### Task item
Reproduce the following records exactly from the line containing "let agent = match" onward, ending with the last line and including it.

### Data for the task

//! `keyshare agent`: boot the agent and serve until Ctrl+C.

use crate::ui;
use keyshare_kernel::clock::SystemClock;
use keyshare_kernel::{AgentDaemon, KeyShareAgent};
use keyshare_types::config::KeyShareConfig;
use std::net::SocketAddr;
use std::sync::Arc;

pub fn cmd_agent(mut config: KeyShareConfig, bind: Option<SocketAddr>) {
    if let Some(bind) = bind {
        config.network.bind_addr = bind;
    }

    let rt = match tokio::runtime::Runtime::new() {
        Ok(rt) => rt,
        Err(e) => {
            ui::error(&format!("Failed to start the tokio runtime: {e}"));
            std::process::exit(1);
        }
    };
    rt.block_on(async {
        let agent = match KeyShareAgent::boot(config, Arc::new(SystemClock)) {
            Ok(agent) => agent,
            Err(e) => {
                ui::error_with_fix(
                    &format!("Agent failed to boot: {e}"),
                    "Check [key_maintenance] in your config file",
                );
                std::process::exit(1);
            }
        };
        let daemon = match AgentDaemon::start(agent).await {
            Ok(daemon) => daemon,
            Err(e) => {
                ui::error_with_fix(
                    &format!("Could not bind the agent endpoint: {e}"),
                    "Pick another address with --bind or [network] bind_addr",
                );
                std::process::exit(1);
            }
        };

        ui::success(&format!("Agent listening on {}", daemon.local_addr()));
        ui::kv("Key size", &daemon.agent().matrix_size().to_string());
        ui::hint("Press Ctrl+C to stop");

        if let Err(e) = tokio::signal::ctrl_c().await {
            tracing::warn!(error = %e, "Ctrl+C handler failed, shutting down");
        }
        if let Err(e) = daemon.shutdown().await {
            ui::error(&format!("Shutdown did not complete cleanly: {e}"));
            std::process::exit(1);
        }
        ui::success("Agent stopped");
    });
}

### Reply
        let agent = match KeyShareAgent::boot(config, Arc::new(SystemClock)) {
            Ok(agent) => agent,
            Err(e) => {
                ui::error_with_fix(
                    &format!("Agent failed to boot: {e}"),
                    "Check [key_maintenance] in your config file",
                );
                std::process::exit(1);
            }
        };
        let daemon = match AgentDaemon::start(agent).await {
            Ok(daemon) => daemon,
            Err(e) => {
                ui::error_with_fix(
                    &format!("Could not bind the agent endpoint: {e}"),
                    "Pick another address with --bind or [network] bind_addr",
                );
                std::process::exit(1);
            }
        };

        ui::success(&format!("Agent listening on {}", daemon.local_addr()));
        ui::kv("Key size", &daemon.agent().matrix_size().to_string());
        ui::hint("Press Ctrl+C to stop");

        if let Err(e) = tokio::signal::ctrl_c().await {
            tracing::warn!(error = %e, "Ctrl+C handler failed, shutting down");
        }
        if let Err(e) = daemon.shutdown().await {
            ui::error(&format!("Shutdown did not complete cleanly: {e}"));
            std::process::exit(1);
        }
        ui::success("Agent stopped");
    });
}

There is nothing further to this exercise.